* [RECORDS FOR THE EXERCISE]:
"""
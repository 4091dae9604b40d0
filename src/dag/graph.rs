// src/dag/graph.rs

use std::collections::HashMap;
use std::sync::Arc;

use petgraph::algo::toposort;
use petgraph::graphmap::DiGraphMap;

use crate::errors::{DagflowError, Result};
use crate::task::Task;
use crate::types::TaskId;
use crate::workflow::{Edge, WorkflowSpec};

/// Static, validated view of a workflow's dependency structure.
///
/// Built once per run. Holds adjacency (dependents) and the initial in-degree
/// of every task; the executor copies the in-degrees into its own mutable
/// state.
#[derive(Debug, Clone)]
pub struct DagGraph {
    /// Task ids in declaration order.
    order: Vec<TaskId>,
    tasks: HashMap<TaskId, Arc<dyn Task>>,
    dependents: HashMap<TaskId, Vec<TaskId>>,
    indegree: HashMap<TaskId, usize>,
}

impl DagGraph {
    /// Build and validate the graph for `spec`.
    ///
    /// Rejects duplicate ids, edges naming undeclared tasks and any cycle.
    /// Nothing is executed here.
    pub fn prepare(spec: &WorkflowSpec) -> Result<Self> {
        let mut order = Vec::with_capacity(spec.tasks.len());
        let mut tasks: HashMap<TaskId, Arc<dyn Task>> = HashMap::new();

        for task in &spec.tasks {
            let id = task.id().to_string();
            if tasks.insert(id.clone(), Arc::clone(task)).is_some() {
                return Err(DagflowError::DuplicateTask(id));
            }
            order.push(id);
        }

        let mut dependents: HashMap<TaskId, Vec<TaskId>> =
            order.iter().map(|id| (id.clone(), Vec::new())).collect();
        let mut indegree: HashMap<TaskId, usize> =
            order.iter().map(|id| (id.clone(), 0)).collect();

        for edge in &spec.edges {
            check_edge_endpoints(edge, |id| tasks.contains_key(id))?;
            dependents
                .entry(edge.from.clone())
                .or_default()
                .push(edge.to.clone());
            *indegree.entry(edge.to.clone()).or_default() += 1;
        }

        check_acyclic(order.iter().map(String::as_str), &spec.edges)?;

        Ok(Self {
            order,
            tasks,
            dependents,
            indegree,
        })
    }

    pub fn len(&self) -> usize {
        self.order.len()
    }

    pub fn is_empty(&self) -> bool {
        self.order.is_empty()
    }

    /// Task ids in declaration order.
    pub fn tasks(&self) -> impl Iterator<Item = &str> {
        self.order.iter().map(String::as_str)
    }

    pub fn task(&self, id: &str) -> Option<&Arc<dyn Task>> {
        self.tasks.get(id)
    }

    /// Tasks that wait on `id`. An edge listed twice appears twice.
    pub fn dependents_of(&self, id: &str) -> &[TaskId] {
        self.dependents
            .get(id)
            .map(|d| d.as_slice())
            .unwrap_or(&[])
    }

    /// Number of incoming edges of `id` before anything ran.
    pub fn indegree_of(&self, id: &str) -> usize {
        self.indegree.get(id).copied().unwrap_or(0)
    }

    /// Tasks with no dependencies, in declaration order.
    pub fn roots(&self) -> Vec<TaskId> {
        self.order
            .iter()
            .filter(|id| self.indegree_of(id) == 0)
            .cloned()
            .collect()
    }

    pub(crate) fn into_parts(
        self,
    ) -> (
        HashMap<TaskId, Arc<dyn Task>>,
        HashMap<TaskId, Vec<TaskId>>,
        HashMap<TaskId, usize>,
    ) {
        (self.tasks, self.dependents, self.indegree)
    }
}

/// Both ends of `edge` must be declared tasks.
pub(crate) fn check_edge_endpoints<F>(edge: &Edge, is_known: F) -> Result<()>
where
    F: Fn(&str) -> bool,
{
    for end in [&edge.from, &edge.to] {
        if !is_known(end) {
            return Err(DagflowError::UnknownTask {
                edge: edge.to_string(),
                task: end.clone(),
            });
        }
    }
    Ok(())
}

/// Fail with [`DagflowError::DagCycle`] if the edges contain a cycle
/// (self-edges included).
pub(crate) fn check_acyclic<'a, I>(ids: I, edges: &'a [Edge]) -> Result<()>
where
    I: IntoIterator<Item = &'a str>,
{
    // Edge direction: dependency -> dependent.
    let mut graph: DiGraphMap<&str, ()> = DiGraphMap::new();

    for id in ids {
        graph.add_node(id);
    }
    for edge in edges {
        graph.add_edge(edge.from.as_str(), edge.to.as_str(), ());
    }

    match toposort(&graph, None) {
        Ok(_order) => Ok(()),
        Err(cycle) => Err(DagflowError::DagCycle(format!(
            "cycle detected in task DAG involving task '{}'",
            cycle.node_id()
        ))),
    }
}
"""
* [PROBLEM REQUIREMENTS]: Give back all the material, with each line exactly as it stands.

* [YOUR RESPONSE]:
repository 4091dae9604b40d0
filename src/dag/graph.rs
// src/dag/graph.rs

use std::collections::HashMap;
use std::sync::Arc;

use petgraph::algo::toposort;
use petgraph::graphmap::DiGraphMap;

use crate::errors::{DagflowError, Result};
use crate::task::Task;
use crate::types::TaskId;
use crate::workflow::{Edge, WorkflowSpec};

/// Static, validated view of a workflow's dependency structure.
///
/// Built once per run. Holds adjacency (dependents) and the initial in-degree
/// of every task; the executor copies the in-degrees into its own mutable
/// state.
#[derive(Debug, Clone)]
pub struct DagGraph {
    /// Task ids in declaration order.
    order: Vec<TaskId>,
    tasks: HashMap<TaskId, Arc<dyn Task>>,
    dependents: HashMap<TaskId, Vec<TaskId>>,
    indegree: HashMap<TaskId, usize>,
}

impl DagGraph {
    /// Build and validate the graph for `spec`.
    ///
    /// Rejects duplicate ids, edges naming undeclared tasks and any cycle.
    /// Nothing is executed here.
    pub fn prepare(spec: &WorkflowSpec) -> Result<Self> {
        let mut order = Vec::with_capacity(spec.tasks.len());
        let mut tasks: HashMap<TaskId, Arc<dyn Task>> = HashMap::new();

        for task in &spec.tasks {
            let id = task.id().to_string();
            if tasks.insert(id.clone(), Arc::clone(task)).is_some() {
                return Err(DagflowError::DuplicateTask(id));
            }
            order.push(id);
        }

        let mut dependents: HashMap<TaskId, Vec<TaskId>> =
            order.iter().map(|id| (id.clone(), Vec::new())).collect();
        let mut indegree: HashMap<TaskId, usize> =
            order.iter().map(|id| (id.clone(), 0)).collect();

        for edge in &spec.edges {
            check_edge_endpoints(edge, |id| tasks.contains_key(id))?;
            dependents
                .entry(edge.from.clone())
                .or_default()
                .push(edge.to.clone());
            *indegree.entry(edge.to.clone()).or_default() += 1;
        }

        check_acyclic(order.iter().map(String::as_str), &spec.edges)?;

        Ok(Self {
            order,
            tasks,
            dependents,
            indegree,
        })
    }

    pub fn len(&self) -> usize {
        self.order.len()
    }

    pub fn is_empty(&self) -> bool {
        self.order.is_empty()
    }

    /// Task ids in declaration order.
    pub fn tasks(&self) -> impl Iterator<Item = &str> {
        self.order.iter().map(String::as_str)
    }

    pub fn task(&self, id: &str) -> Option<&Arc<dyn Task>> {
        self.tasks.get(id)
    }

    /// Tasks that wait on `id`. An edge listed twice appears twice.
    pub fn dependents_of(&self, id: &str) -> &[TaskId] {
        self.dependents
            .get(id)
            .map(|d| d.as_slice())
            .unwrap_or(&[])
    }

    /// Number of incoming edges of `id` before anything ran.
    pub fn indegree_of(&self, id: &str) -> usize {
        self.indegree.get(id).copied().unwrap_or(0)
    }

    /// Tasks with no dependencies, in declaration order.
    pub fn roots(&self) -> Vec<TaskId> {
        self.order
            .iter()
            .filter(|id| self.indegree_of(id) == 0)
            .cloned()
            .collect()
    }

    pub(crate) fn into_parts(
        self,
    ) -> (
        HashMap<TaskId, Arc<dyn Task>>,
        HashMap<TaskId, Vec<TaskId>>,
        HashMap<TaskId, usize>,
    ) {
        (self.tasks, self.dependents, self.indegree)
    }
}

/// Both ends of `edge` must be declared tasks.
pub(crate) fn check_edge_endpoints<F>(edge: &Edge, is_known: F) -> Result<()>
where
    F: Fn(&str) -> bool,
{
    for end in [&edge.from, &edge.to] {
        if !is_known(end) {
            return Err(DagflowError::UnknownTask {
                edge: edge.to_string(),
                task: end.clone(),
            });
        }
    }
    Ok(())
}

/// Fail with [`DagflowError::DagCycle`] if the edges contain a cycle
/// (self-edges included).
pub(crate) fn check_acyclic<'a, I>(ids: I, edges: &'a [Edge]) -> Result<()>
where
    I: IntoIterator<Item = &'a str>,
{
    // Edge direction: dependency -> dependent.
    let mut graph: DiGraphMap<&str, ()> = DiGraphMap::new();

    for id in ids {
        graph.add_node(id);
    }
    for edge in edges {
        graph.add_edge(edge.from.as_str(), edge.to.as_str(), ());
    }

    match toposort(&graph, None) {
        Ok(_order) => Ok(()),
        Err(cycle) => Err(DagflowError::DagCycle(format!(
            "cycle detected in task DAG involving task '{}'",
            cycle.node_id()
        ))),
    }
}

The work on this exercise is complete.